Because the causes of chronic pain are so varied and sufferers’ perception of pain differs from person to person, treatment options are individually tailored for each patient. What works for you may not work for someone else.Pain relief with medication
Medication can keep chronic pain from disrupting daily life. Since all pain relievers—even over-the-counter (OTC) ones—have potentially serious side effects such as stomach irritation or liver damage, it’s important to talk to your healthcare provider before you begin taking any drug. OTC drugs include acetaminophen (Tylenol) and non-steroidal anti-inflammatory drugs (NSAIDs), which include aspirin, ibuprofen (Motrin or Advil) and naproxen (Aleve).
Prescription medications for pain relief include narcotics, seizure medications, muscle relaxants, anti-convulsants, opioids, antidepressants and anti-inflammatory drugs called COX-2 inhibitors. (Two COX-2 inhibitors were found to increase the risk for heart problems, which raises speculation about the safety of COX-2 drugs still available.) Your healthcare provider can help you find the right medication, but you must be sure to inform him or her of every medication you’re taking, since drug interactions can cause problems. For example, OTC drugs taken with prescription medication can make you more likely to develop gastrointestinal bleeding.

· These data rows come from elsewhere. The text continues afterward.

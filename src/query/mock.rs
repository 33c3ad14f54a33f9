//! Mock analytics client for testing.
//!
//! Returns canned data or canned failures per product without touching the
//! network, and records every query it receives.

use std::collections::HashMap;
use std::sync::Mutex;

use async_trait::async_trait;
use serde_json::{Map, Value};

use crate::error::{QueryError, Result};
use crate::product::ProductType;
use crate::query::{AnalyticsClient, Query, QueryResult};

#[derive(Debug, Clone)]
enum CannedResponse {
    Data(Value),
    Failure(String),
}

/// In-memory stand-in for [`QueryExecutor`](crate::query::QueryExecutor).
///
/// Products without a canned response answer with an empty row list under
/// their root field.
#[derive(Debug, Default)]
pub struct MockAnalyticsClient {
    responses: HashMap<ProductType, CannedResponse>,
    received: Mutex<Vec<(ProductType, String)>>,
}

impl MockAnalyticsClient {
    pub fn new() -> Self {
        Self::default()
    }

    /// Answers queries for `product` with the given `data` value.
    pub fn with_data(mut self, product: ProductType, data: Value) -> Self {
        self.responses.insert(product, CannedResponse::Data(data));
        self
    }

    /// Fails queries for `product` as a non-200 response with `body`.
    pub fn with_failure(mut self, product: ProductType, body: impl Into<String>) -> Self {
        self.responses
            .insert(product, CannedResponse::Failure(body.into()));
        self
    }

    /// Returns the (product, query text) pairs received so far.
    pub fn received(&self) -> Vec<(ProductType, String)> {
        self.received
            .lock()
            .map(|r| r.clone())
            .unwrap_or_default()
    }
}

#[async_trait]
impl AnalyticsClient for MockAnalyticsClient {
    async fn execute(&self, query: &Query, _api_key: &str) -> Result<QueryResult> {
        let product = query.product();
        if let Ok(mut received) = self.received.lock() {
            received.push((product, query.text().to_string()));
        }

        match self.responses.get(&product) {
            Some(CannedResponse::Data(data)) => Ok(QueryResult::new(product, data.clone())),
            Some(CannedResponse::Failure(body)) => Err(QueryError::execution(body.clone())),
            None => {
                let mut data = Map::new();
                data.insert(product.root_field().to_string(), Value::Array(Vec::new()));
                Ok(QueryResult::new(product, Value::Object(data)))
            }
        }
    }
}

When oral drugs aren’t enough, doctors control some types of pain by injecting the pain site with an anesthesia solution that numbs the nerve or with pain relievers and corticosteroids. In some cases, an intrathecal drug pump can be implanted to disperse medication. As a last resort, physicians can perform surgery on nerves.Other options
Your doctor may take a multi-disciplinary approach to pain by combining medication with nondrug therapies. Not only can this approach help manage your pain, but it can help improve your overall well-being, too. To relieve pain and develop the skills you need to deal with pain, your doctor may recommend a combination of the following:
What you can do
- physical therapy to build muscle strength and improve flexibility
- occupational therapy to identify activities that trigger pain and find ways to avoid or adapt to them
- psychological therapy, or counseling, to change your reaction to pain, ease family problems or cope with depression
- support groups to provide understanding
- complementary and alternative pain relief methods, including acupuncture, aquatic therapy, chiropractic care, biofeedback and transcutaneous electrical nerve stimulation, or TENS, a method of stimulating your nerves using electrodes placed on your skin
- stress-relief practices, including meditation, yoga and relaxation techniques such as deep breathing and guided imagery, which can take your mind off pain and reduce tensions that aggravate pain
Leading a healthy lifestyle can help increase your energy, strengthen your body, lift your spirits and help you cope with chronic pain. Try these steps to overcome suffering:
- Eat a healthy diet. Good nutrition gives you energy and may decrease inflammation. Losing excess weight can also help.
- Exercise. Unused muscles feel more pain than toned, flexible ones. Ask your doctor to recommend safe exercises.
- Sleep tight. When you’re well rested, you’re better able to cope with pain. Unfortunately, pain can rob you of a good-night’s sleep. Effective medication, combined with exercise and other therapies, can help you get the zzzs you need.
- Communicate. Joining a support group and talking to others can give you an emotional outlet and validate your feelings.